One other important piece of information – traditional charities like Scope and RNIB agree with disabled people’s organisations like UKDPC and Inclusion London.

Historically, the charities – groups run on behalf of disabled people – have often been at odds with disabled people’s organisations – groups run by disabled people themselves. Undoubtedly the charities have made great strides towards greater inclusion of disabled people on their management committees, but tensions continue to run high.

That these groups would be united in their scepticism shows, I believe, two things. One, they are concerned that power should be concentrated in a single group. And we don’t know how that single group got the job.

Two, there is a profound level of mistrust from disability organisations towards this coalition government. Whether or not that is deserved (!) is immaterial. Anything this government does is viewed with suspicion. That is perhaps why ODI have decided to form this DAA. But I wonder whether in “public relations” terms this was the best way to go about it – secretly and without the involvement of the disability movement.

Conclusions

It is not for me to answer these questions about what is right for disabled people. I am a non-disabled academic in his “ivory tower”.

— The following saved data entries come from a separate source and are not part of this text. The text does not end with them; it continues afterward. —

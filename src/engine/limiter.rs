//! Per-backend fixed-window rate limiter.
//!
//! The only process-wide mutable state in the crate. Counters live behind
//! one mutex-guarded map owned by the dispatcher; the single exposed
//! operation is the atomic check-and-increment, so no caller can observe a
//! raw counter and race another call past the quota.

use std::collections::hash_map::Entry;
use std::collections::HashMap;
use std::sync::Mutex;
use std::time::{Duration, Instant};

use crate::config::RateLimitConfig;
use crate::models::Backend;

/// Time source, injectable so tests can advance the window.
pub trait Clock: Send + Sync + std::fmt::Debug {
    fn now(&self) -> Instant;
}

/// Wall-clock time.
#[derive(Debug, Default, Clone, Copy)]
pub struct SystemClock;

impl Clock for SystemClock {
    fn now(&self) -> Instant {
        Instant::now()
    }
}

/// Per-backend counter for the current window.
#[derive(Debug)]
struct RateLimitState {
    count: u32,
    reset_at: Instant,
}

/// Fixed-window limiter over all backends.
#[derive(Debug)]
pub struct RateLimiter {
    config: RateLimitConfig,
    states: Mutex<HashMap<Backend, RateLimitState>>,
    clock: Box<dyn Clock>,
}

impl RateLimiter {
    pub fn new(config: RateLimitConfig) -> Self {
        Self::with_clock(config, Box::new(SystemClock))
    }

    pub fn with_clock(config: RateLimitConfig, clock: Box<dyn Clock>) -> Self {
        Self {
            config,
            states: Mutex::new(HashMap::new()),
            clock,
        }
    }

    /// Atomically count one call against the backend's window and report
    /// whether it is allowed.
    ///
    /// Window semantics: the first call of a window (no state yet, or the
    /// window has elapsed) resets the counter to 1 and is always allowed;
    /// subsequent calls increment and are allowed while the count stays
    /// within the quota.
    pub fn check_and_increment(&self, backend: Backend) -> bool {
        let now = self.clock.now();
        let window = self.config.window();
        let quota = self.config.quota(backend);

        // A poisoned map only means another thread panicked mid-update of
        // a counter; the counters themselves remain usable.
        let mut states = self
            .states
            .lock()
            .unwrap_or_else(|poisoned| poisoned.into_inner());

        let fresh = RateLimitState {
            count: 1,
            reset_at: now + window,
        };
        match states.entry(backend) {
            Entry::Occupied(mut entry) if now < entry.get().reset_at => {
                let state = entry.get_mut();
                state.count += 1;
                state.count <= quota
            }
            Entry::Occupied(mut entry) => {
                entry.insert(fresh);
                true
            }
            Entry::Vacant(entry) => {
                entry.insert(fresh);
                true
            }
        }
    }

    /// Remaining calls in the backend's current window, for diagnostics
    /// (the CLI `backends` listing). Does not consume quota.
    pub fn remaining(&self, backend: Backend) -> u32 {
        let now = self.clock.now();
        let quota = self.config.quota(backend);
        let states = self
            .states
            .lock()
            .unwrap_or_else(|poisoned| poisoned.into_inner());
        match states.get(&backend) {
            Some(state) if now < state.reset_at => quota.saturating_sub(state.count),
            _ => quota,
        }
    }

    pub fn quota(&self, backend: Backend) -> u32 {
        self.config.quota(backend)
    }
}
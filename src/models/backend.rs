//! Backend identifiers for the search sources the engine can dispatch to.

use serde::{Deserialize, Serialize};

/// One external search data source.
///
/// The set is closed: the dispatcher, rate limiter, and registry are all
/// keyed by this enum so a typo'd backend id cannot reach the execution
/// path. String ids (used in config files, tool arguments, and the
/// `backend_used` field of an outcome) are stable and lowercase.
#[derive(Debug, Clone, Copy, PartialEq, Eq, Hash, Serialize, Deserialize)]
#[serde(rename_all = "lowercase")]
pub enum Backend {
    /// First-party web search built into the GLM platform.
    Native,
    /// Perplexity "sonar" online-suffix model search.
    Online,
    /// CNKI national academic repository.
    Cnki,
    /// Wanfang Data national academic repository.
    Wanfang,
    /// Generic SearxNG-compatible metasearch instance. Also the fixed
    /// fallback target of every other backend.
    Metasearch,
}

impl Backend {
    /// All dispatchable backends, in default registration order.
    pub const ALL: [Backend; 5] = [
        Backend::Native,
        Backend::Online,
        Backend::Cnki,
        Backend::Wanfang,
        Backend::Metasearch,
    ];

    /// Stable identifier used in config, tool arguments and outcomes.
    pub fn id(&self) -> &'static str {
        match self {
            Backend::Native => "native",
            Backend::Online => "online",
            Backend::Cnki => "cnki",
            Backend::Wanfang => "wanfang",
            Backend::Metasearch => "metasearch",
        }
    }

    /// Human-readable name for logs and CLI output.
    pub fn name(&self) -> &'static str {
        match self {
            Backend::Native => "GLM Web Search",
            Backend::Online => "Perplexity Sonar",
            Backend::Cnki => "CNKI",
            Backend::Wanfang => "Wanfang Data",
            Backend::Metasearch => "Metasearch",
        }
    }

    /// Parse a backend id. Case-insensitive; returns `None` for unknown ids
    /// so callers can apply their own fallback policy.
    pub fn parse(id: &str) -> Option<Backend> {
        match id.trim().to_ascii_lowercase().as_str() {
            "native" => Some(Backend::Native),
            "online" => Some(Backend::Online),
            "cnki" => Some(Backend::Cnki),
            "wanfang" => Some(Backend::Wanfang),
            "metasearch" => Some(Backend::Metasearch),
            _ => None,
        }
    }
}

impl std::fmt::Display for Backend {
    fn fmt(&self, f: &mut std::fmt::Formatter<'_>) -> std::fmt::Result {
        write!(f, "{}", self.id())
    }
}
//! Scriptable backend for tests.

use std::sync::atomic::{AtomicUsize, Ordering};
use std::time::Duration;

use async_trait::async_trait;

use crate::models::{Backend, ProviderConfig, ResultBuilder, SearchResult};

use super::{BackendCapabilities, BackendError, SearchBackend};

#[derive(Debug, Clone)]
enum Behavior {
    Return(Vec<SearchResult>),
    Fail(String),
    Hang(Duration),
}

/// A backend with scripted behavior: canned results, failure, or a hang
/// that outlives the dispatcher timeout. Counts how often it was called so
/// tests can assert the dispatcher never retries a backend within a call.
#[derive(Debug)]
pub struct MockBackend {
    backend: Backend,
    behavior: Behavior,
    calls: AtomicUsize,
}

impl MockBackend {
    /// Always returns the given results.
    pub fn returning(backend: Backend, results: Vec<SearchResult>) -> Self {
        Self {
            backend,
            behavior: Behavior::Return(results),
            calls: AtomicUsize::new(0),
        }
    }

    /// Always fails with an API error.
    pub fn failing(backend: Backend) -> Self {
        Self {
            backend,
            behavior: Behavior::Fail("scripted failure".to_string()),
            calls: AtomicUsize::new(0),
        }
    }

    /// Sleeps for the given duration before answering, for timeout tests.
    pub fn hanging(backend: Backend, delay: Duration) -> Self {
        Self {
            backend,
            behavior: Behavior::Hang(delay),
            calls: AtomicUsize::new(0),
        }
    }

    /// How many times `execute` was invoked.
    pub fn calls(&self) -> usize {
        self.calls.load(Ordering::SeqCst)
    }
}

#[async_trait]
impl SearchBackend for MockBackend {
    fn backend(&self) -> Backend {
        self.backend
    }

    fn name(&self) -> &str {
        "Mock"
    }

    fn capabilities(&self) -> BackendCapabilities {
        BackendCapabilities::SEARCH
    }

    async fn execute(
        &self,
        _query: &str,
        _config: &ProviderConfig,
    ) -> Result<Vec<SearchResult>, BackendError> {
        self.calls.fetch_add(1, Ordering::SeqCst);
        match &self.behavior {
            Behavior::Return(results) => Ok(results.clone()),
            Behavior::Fail(message) => Err(BackendError::Api(message.clone())),
            Behavior::Hang(delay) => {
                tokio::time::sleep(*delay).await;
                Ok(Vec::new())
            }
        }
    }
}

/// Build a minimal result for test fixtures.
pub fn make_result(title: &str, url: &str) -> SearchResult {
    ResultBuilder::new(title, url).build()
}
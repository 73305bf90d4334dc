//! Deterministic offline generator for backends without a live integration.
//!
//! Stands in for the national academic repositories so the tool-calling
//! flow never stalls or empties out during development or a backend
//! outage. Results are a pure function of the query text and the backend
//! id, and are always labelled `simulated:<backend>` in `source` so they
//! can never be mistaken for live data.

use async_trait::async_trait;

use crate::models::{AccessType, Backend, ContentType, ProviderConfig, ResultBuilder, SearchResult};

use super::{sanitize_results, BackendCapabilities, BackendError, SearchBackend};

const TITLE_TEMPLATES: &[&str] = &[
    "{}: a systematic review",
    "Research advances in {}",
    "An empirical study of {}",
    "{} - methods and applications",
    "A survey of {}",
    "Quantitative analysis of {}",
    "Current perspectives on {}",
    "{}: challenges and opportunities",
];

const AUTHORS: &[&str] = &[
    "Zhang Wei", "Li Na", "Wang Fang", "Chen Jie", "Liu Yang", "Huang Lei", "Zhao Min", "Wu Hao",
];

/// Fabricates topically-relevant placeholder results keyed off the query.
#[derive(Debug, Clone)]
pub struct SimulatedBackend {
    backend: Backend,
}

impl SimulatedBackend {
    pub fn new(backend: Backend) -> Self {
        Self { backend }
    }

    fn record_url(&self, slug: &str, index: usize) -> String {
        match self.backend {
            Backend::Cnki => format!("https://www.cnki.net/kcms/detail/{slug}-{index}.html"),
            Backend::Wanfang => {
                format!("https://www.wanfangdata.com.cn/details/{slug}-{index}")
            }
            other => format!("https://repository.example.org/{}/{slug}-{index}", other.id()),
        }
    }
}

#[async_trait]
impl SearchBackend for SimulatedBackend {
    fn backend(&self) -> Backend {
        self.backend
    }

    fn capabilities(&self) -> BackendCapabilities {
        BackendCapabilities::SEARCH
            | BackendCapabilities::PUBLISHED_DATES
            | BackendCapabilities::CITATION_COUNTS
            | BackendCapabilities::SIMULATED
    }

    async fn execute(
        &self,
        query: &str,
        config: &ProviderConfig,
    ) -> Result<Vec<SearchResult>, BackendError> {
        let query = query.trim();
        if query.is_empty() {
            return Ok(Vec::new());
        }

        let slug = slugify(query);
        let seed = fnv1a(query) ^ fnv1a(self.backend.id());
        let source = format!("simulated:{}", self.backend.id());

        let results = (0..config.max_results)
            .map(|index| {
                let h = seed.wrapping_mul(31).wrapping_add(index as u64 + 1);
                let title = TITLE_TEMPLATES[(h % TITLE_TEMPLATES.len() as u64) as usize]
                    .replace("{}", query);
                let year = 2018 + (h % 7);
                let month = 1 + (h / 7 % 12);
                let day = 1 + (h / 84 % 28);

                ResultBuilder::new(title, self.record_url(&slug, index))
                    .snippet(format!(
                        "Simulated repository record for the query \"{query}\"."
                    ))
                    .published_date(format!("{year:04}-{month:02}-{day:02}"))
                    .author(AUTHORS[(h % AUTHORS.len() as u64) as usize])
                    .citation_count((h % 400) as u32)
                    .source(source.clone())
                    .access_type(AccessType::Open)
                    .content_type(ContentType::Paper)
                    .relevance_score(0.95 - 0.05 * index as f32)
                    .build()
            })
            .collect();

        Ok(sanitize_results(results, config))
    }
}

/// FNV-1a, fixed seed: the generator must be stable across processes.
fn fnv1a(input: &str) -> u64 {
    let mut hash: u64 = 0xcbf29ce484222325;
    for byte in input.bytes() {
        hash ^= u64::from(byte);
        hash = hash.wrapping_mul(0x100000001b3);
    }
    hash
}

fn slugify(query: &str) -> String {
    let slug: String = query
        .to_ascii_lowercase()
        .chars()
        .map(|c| if c.is_ascii_alphanumeric() { c } else { '-' })
        .collect();
    let slug = slug.trim_matches('-').to_string();
    let mut collapsed = String::with_capacity(slug.len());
    for c in slug.chars() {
        if c == '-' && collapsed.ends_with('-') {
            continue;
        }
        collapsed.push(c);
    }
    if collapsed.is_empty() {
        "query".to_string()
    } else {
        collapsed.chars().take(48).collect()
    }
}

#[cfg(test)]
mod tests {
    use super::*;
    use std::time::Duration;

    fn config(max: usize) -> ProviderConfig {
        ProviderConfig::new(max, Duration::from_secs(1))
    }

    #[tokio::test]
    async fn test_generator_is_deterministic() {
        let backend = SimulatedBackend::new(Backend::Cnki);
        let first = backend.execute("machine translation", &config(5)).await.unwrap();
        let second = backend.execute("machine translation", &config(5)).await.unwrap();
        assert_eq!(first, second);
    }

    #[tokio::test]
    async fn test_different_queries_differ() {
        let backend = SimulatedBackend::new(Backend::Wanfang);
        let a = backend.execute("corpus linguistics", &config(3)).await.unwrap();
        let b = backend.execute("graph neural networks", &config(3)).await.unwrap();
        assert_ne!(a, b);
    }

    #[tokio::test]
    async fn test_results_are_labelled_simulated() {
        let backend = SimulatedBackend::new(Backend::Cnki);
        let results = backend.execute("deep learning", &config(4)).await.unwrap();
        assert_eq!(results.len(), 4);
        for result in &results {
            assert_eq!(result.source.as_deref(), Some("simulated:cnki"));
            assert!(result.url.contains("cnki.net"));
        }
    }

    #[tokio::test]
    async fn test_respects_max_results() {
        let backend = SimulatedBackend::new(Backend::Wanfang);
        let results = backend.execute("ai", &config(2)).await.unwrap();
        assert_eq!(results.len(), 2);
    }

    #[tokio::test]
    async fn test_empty_query_yields_no_results() {
        let backend = SimulatedBackend::new(Backend::Cnki);
        let results = backend.execute("   ", &config(5)).await.unwrap();
        assert!(results.is_empty());
    }

    #[test]
    fn test_slugify() {
        assert_eq!(slugify("AI in Education!"), "ai-in-education");
        assert_eq!(slugify("???"), "query");
    }

    #[test]
    fn test_capability_flag() {
        let backend = SimulatedBackend::new(Backend::Cnki);
        assert!(backend.is_simulated());
    }
}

All I can say is that things have undoubtedly improved since the 1960s because groups like DIG and RADAR were able to nuzzle their way into the corridors of power. They may have got too close to government, but by being there policies were strengthened.

The problem is that change has been unbearably slow. It is no comfort to the disabled person of 1977 to tell them that by 2012 things will be better than they were. People are being poorly treated now and a solution is needed now.

I do not think that this DAA has to necessarily be a “bad thing”. But I am incredibly sceptical with the information I have to hand at this point. Indeed, history would suggest that this debate has gone on for decades with no satisfactory conclusion. Voluntary organisations are right to be cautious, but positives have come from greater co-operation between the voluntary sector and government.

References

1 The Fed Centre for Independent Living, DWP silent on which organisations were tipped off about new ‘alliance’ (28 September 2012, 10:59).
2 Gareth Millward, Lord Jack Ashley – 52 years in Parliament and Disabled People (Disability Rights UK, 26 April 2012).